[Saved entries]
---

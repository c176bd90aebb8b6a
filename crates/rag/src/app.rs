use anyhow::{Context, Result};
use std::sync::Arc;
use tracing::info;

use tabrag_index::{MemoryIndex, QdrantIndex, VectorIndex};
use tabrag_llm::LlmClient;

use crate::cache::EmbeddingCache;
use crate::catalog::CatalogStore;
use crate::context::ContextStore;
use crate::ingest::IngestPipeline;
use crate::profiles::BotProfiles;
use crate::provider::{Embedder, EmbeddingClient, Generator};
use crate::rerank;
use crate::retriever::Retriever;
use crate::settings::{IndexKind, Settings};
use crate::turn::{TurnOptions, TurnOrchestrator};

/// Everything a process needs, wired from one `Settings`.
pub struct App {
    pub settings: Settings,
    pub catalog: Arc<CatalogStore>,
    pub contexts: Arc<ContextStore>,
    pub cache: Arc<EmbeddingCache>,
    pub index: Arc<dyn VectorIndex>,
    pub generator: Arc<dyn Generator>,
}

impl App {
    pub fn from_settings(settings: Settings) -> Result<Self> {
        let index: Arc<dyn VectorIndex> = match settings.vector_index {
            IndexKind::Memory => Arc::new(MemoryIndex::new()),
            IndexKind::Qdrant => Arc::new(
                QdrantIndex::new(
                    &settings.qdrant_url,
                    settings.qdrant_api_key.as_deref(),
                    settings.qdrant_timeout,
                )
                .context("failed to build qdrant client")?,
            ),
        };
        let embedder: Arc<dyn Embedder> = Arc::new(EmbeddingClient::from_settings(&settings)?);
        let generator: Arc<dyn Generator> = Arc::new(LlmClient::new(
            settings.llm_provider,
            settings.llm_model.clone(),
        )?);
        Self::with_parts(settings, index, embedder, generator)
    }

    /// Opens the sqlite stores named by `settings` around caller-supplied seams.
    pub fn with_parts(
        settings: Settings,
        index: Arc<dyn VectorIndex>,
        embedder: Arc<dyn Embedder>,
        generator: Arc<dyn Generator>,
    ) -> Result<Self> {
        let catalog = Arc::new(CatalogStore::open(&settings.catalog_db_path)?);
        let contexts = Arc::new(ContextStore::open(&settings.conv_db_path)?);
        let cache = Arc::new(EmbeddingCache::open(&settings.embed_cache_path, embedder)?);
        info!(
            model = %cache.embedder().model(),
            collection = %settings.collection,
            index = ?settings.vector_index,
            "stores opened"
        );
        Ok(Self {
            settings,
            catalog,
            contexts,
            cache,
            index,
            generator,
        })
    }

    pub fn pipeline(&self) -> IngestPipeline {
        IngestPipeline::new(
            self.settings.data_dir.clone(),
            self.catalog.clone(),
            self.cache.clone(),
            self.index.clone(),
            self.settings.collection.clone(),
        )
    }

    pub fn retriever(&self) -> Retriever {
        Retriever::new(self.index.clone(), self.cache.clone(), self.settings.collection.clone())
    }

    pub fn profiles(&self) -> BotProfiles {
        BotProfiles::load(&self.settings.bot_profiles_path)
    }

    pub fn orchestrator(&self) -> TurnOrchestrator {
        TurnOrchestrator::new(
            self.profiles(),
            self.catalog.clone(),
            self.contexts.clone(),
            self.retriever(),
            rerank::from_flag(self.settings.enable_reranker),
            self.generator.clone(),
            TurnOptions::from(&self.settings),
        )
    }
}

---

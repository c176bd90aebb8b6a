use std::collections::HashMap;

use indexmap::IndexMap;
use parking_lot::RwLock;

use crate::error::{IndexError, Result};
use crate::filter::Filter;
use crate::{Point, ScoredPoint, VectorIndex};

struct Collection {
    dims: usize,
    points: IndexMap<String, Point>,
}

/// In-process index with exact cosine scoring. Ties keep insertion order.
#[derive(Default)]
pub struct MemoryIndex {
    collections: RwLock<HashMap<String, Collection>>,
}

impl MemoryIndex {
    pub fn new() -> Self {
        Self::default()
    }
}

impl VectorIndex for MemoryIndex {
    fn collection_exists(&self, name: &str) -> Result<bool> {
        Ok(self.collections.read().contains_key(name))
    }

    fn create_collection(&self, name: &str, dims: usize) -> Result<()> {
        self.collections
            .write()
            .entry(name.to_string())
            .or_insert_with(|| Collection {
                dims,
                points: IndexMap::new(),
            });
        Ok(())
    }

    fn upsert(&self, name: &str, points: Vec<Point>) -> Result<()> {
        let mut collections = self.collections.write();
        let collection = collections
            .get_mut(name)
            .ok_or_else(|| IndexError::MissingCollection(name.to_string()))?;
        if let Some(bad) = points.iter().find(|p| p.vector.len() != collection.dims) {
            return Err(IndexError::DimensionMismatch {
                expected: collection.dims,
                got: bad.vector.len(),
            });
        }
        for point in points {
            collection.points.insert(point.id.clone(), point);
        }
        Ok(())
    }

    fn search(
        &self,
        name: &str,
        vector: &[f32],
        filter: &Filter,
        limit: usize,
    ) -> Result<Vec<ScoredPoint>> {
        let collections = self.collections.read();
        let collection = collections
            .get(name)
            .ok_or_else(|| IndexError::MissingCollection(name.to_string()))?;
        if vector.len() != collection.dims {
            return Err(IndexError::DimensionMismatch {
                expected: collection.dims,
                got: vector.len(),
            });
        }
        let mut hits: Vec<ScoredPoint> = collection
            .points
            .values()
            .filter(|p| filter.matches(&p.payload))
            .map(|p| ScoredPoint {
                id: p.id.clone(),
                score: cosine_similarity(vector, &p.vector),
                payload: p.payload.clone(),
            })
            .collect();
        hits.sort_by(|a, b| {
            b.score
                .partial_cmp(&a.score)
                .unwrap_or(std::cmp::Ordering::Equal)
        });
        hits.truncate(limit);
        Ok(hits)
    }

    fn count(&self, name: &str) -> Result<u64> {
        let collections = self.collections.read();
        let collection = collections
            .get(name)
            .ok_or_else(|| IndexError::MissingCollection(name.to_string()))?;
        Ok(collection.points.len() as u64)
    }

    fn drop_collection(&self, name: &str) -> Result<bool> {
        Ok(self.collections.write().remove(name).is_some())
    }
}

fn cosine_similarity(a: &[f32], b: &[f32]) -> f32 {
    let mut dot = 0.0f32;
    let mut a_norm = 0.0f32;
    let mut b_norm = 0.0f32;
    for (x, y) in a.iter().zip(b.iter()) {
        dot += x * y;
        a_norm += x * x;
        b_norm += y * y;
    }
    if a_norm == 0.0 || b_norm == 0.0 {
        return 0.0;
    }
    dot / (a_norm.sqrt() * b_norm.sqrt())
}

---

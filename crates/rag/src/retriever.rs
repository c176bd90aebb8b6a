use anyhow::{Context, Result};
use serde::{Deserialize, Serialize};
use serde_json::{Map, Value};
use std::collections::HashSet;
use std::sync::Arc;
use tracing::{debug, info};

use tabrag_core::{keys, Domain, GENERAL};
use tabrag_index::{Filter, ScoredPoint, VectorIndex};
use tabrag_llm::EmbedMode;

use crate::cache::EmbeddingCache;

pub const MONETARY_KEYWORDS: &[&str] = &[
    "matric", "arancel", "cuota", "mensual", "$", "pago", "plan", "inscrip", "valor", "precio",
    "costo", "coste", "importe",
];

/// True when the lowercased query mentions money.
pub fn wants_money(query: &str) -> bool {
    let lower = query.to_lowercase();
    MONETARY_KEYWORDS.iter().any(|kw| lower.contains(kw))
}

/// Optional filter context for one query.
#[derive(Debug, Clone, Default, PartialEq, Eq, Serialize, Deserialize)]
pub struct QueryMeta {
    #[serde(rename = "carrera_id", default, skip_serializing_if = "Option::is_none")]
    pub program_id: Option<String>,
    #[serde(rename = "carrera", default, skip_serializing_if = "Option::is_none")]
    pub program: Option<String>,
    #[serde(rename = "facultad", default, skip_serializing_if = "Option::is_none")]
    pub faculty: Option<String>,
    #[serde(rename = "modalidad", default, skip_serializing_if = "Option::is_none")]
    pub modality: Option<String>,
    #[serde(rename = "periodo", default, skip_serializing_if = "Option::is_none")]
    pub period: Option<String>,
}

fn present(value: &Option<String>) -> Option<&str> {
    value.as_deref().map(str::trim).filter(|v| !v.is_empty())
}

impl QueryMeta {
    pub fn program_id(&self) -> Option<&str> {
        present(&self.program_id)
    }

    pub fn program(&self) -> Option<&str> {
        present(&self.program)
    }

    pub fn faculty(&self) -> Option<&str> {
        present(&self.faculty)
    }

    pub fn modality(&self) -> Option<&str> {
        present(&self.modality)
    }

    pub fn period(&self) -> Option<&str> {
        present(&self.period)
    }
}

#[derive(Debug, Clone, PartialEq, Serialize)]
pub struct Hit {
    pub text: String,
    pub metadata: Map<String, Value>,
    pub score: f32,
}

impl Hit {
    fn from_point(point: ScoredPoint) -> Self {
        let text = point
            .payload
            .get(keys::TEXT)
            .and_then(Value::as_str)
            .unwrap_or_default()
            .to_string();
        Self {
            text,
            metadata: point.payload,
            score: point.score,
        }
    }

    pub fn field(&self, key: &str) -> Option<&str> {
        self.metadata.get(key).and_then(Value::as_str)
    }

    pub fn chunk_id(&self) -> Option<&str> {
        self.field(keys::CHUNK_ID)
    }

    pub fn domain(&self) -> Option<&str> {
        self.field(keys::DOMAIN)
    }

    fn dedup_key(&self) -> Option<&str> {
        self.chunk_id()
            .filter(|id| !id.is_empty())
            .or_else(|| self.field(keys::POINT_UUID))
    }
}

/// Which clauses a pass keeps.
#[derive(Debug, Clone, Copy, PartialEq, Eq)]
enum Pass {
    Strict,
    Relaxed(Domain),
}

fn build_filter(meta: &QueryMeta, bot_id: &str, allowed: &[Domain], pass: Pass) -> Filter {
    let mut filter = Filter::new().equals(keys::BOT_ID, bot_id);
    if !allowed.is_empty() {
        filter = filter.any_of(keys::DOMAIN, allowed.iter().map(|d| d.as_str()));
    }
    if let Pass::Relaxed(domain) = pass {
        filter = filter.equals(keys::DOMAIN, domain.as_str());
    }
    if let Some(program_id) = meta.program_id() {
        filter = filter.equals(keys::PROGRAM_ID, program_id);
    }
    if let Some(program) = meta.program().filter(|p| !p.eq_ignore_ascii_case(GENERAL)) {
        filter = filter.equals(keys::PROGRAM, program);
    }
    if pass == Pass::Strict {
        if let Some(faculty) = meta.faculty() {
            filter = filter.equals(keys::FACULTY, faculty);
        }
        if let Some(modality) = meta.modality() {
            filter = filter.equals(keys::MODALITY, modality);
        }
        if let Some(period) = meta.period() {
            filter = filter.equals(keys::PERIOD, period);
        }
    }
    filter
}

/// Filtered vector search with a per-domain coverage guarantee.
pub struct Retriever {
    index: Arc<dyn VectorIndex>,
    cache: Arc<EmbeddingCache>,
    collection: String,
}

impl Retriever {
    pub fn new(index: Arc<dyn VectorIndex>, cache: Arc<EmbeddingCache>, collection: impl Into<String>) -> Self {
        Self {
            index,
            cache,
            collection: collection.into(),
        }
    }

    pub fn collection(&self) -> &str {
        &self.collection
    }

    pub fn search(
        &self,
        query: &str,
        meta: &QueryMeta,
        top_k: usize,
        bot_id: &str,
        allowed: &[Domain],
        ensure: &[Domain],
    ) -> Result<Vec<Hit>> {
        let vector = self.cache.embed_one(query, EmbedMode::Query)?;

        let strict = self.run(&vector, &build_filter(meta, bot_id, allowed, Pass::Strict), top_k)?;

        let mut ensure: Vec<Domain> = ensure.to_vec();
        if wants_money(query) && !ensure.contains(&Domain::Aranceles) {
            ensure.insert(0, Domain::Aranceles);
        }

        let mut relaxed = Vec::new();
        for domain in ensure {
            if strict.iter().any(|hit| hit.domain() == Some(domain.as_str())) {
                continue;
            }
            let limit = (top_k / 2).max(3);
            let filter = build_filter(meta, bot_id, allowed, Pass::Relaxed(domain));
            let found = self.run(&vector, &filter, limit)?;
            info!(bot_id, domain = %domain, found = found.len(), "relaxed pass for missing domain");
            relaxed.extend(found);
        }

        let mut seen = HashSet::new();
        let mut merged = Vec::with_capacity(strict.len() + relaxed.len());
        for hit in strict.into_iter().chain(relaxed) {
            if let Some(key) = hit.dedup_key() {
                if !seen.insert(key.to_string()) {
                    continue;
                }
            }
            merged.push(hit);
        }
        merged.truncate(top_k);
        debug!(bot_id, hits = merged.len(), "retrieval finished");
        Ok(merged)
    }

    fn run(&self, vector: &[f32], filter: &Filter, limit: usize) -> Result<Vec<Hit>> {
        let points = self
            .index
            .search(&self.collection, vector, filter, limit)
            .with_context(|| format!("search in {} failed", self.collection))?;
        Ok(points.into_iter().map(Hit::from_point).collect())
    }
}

---

■ What to work on: Which lines above run from the one containing "Eq, Serialize, Deserialize)]" down to the one containing "present(&self.program)"? Repeat exactly those, both ends included, and nothing else.

■ Task solution:
#[derive(Debug, Clone, Default, PartialEq, Eq, Serialize, Deserialize)]
pub struct QueryMeta {
    #[serde(rename = "carrera_id", default, skip_serializing_if = "Option::is_none")]
    pub program_id: Option<String>,
    #[serde(rename = "carrera", default, skip_serializing_if = "Option::is_none")]
    pub program: Option<String>,
    #[serde(rename = "facultad", default, skip_serializing_if = "Option::is_none")]
    pub faculty: Option<String>,
    #[serde(rename = "modalidad", default, skip_serializing_if = "Option::is_none")]
    pub modality: Option<String>,
    #[serde(rename = "periodo", default, skip_serializing_if = "Option::is_none")]
    pub period: Option<String>,
}

fn present(value: &Option<String>) -> Option<&str> {
    value.as_deref().map(str::trim).filter(|v| !v.is_empty())
}

impl QueryMeta {
    pub fn program_id(&self) -> Option<&str> {
        present(&self.program_id)
    }

    pub fn program(&self) -> Option<&str> {
        present(&self.program)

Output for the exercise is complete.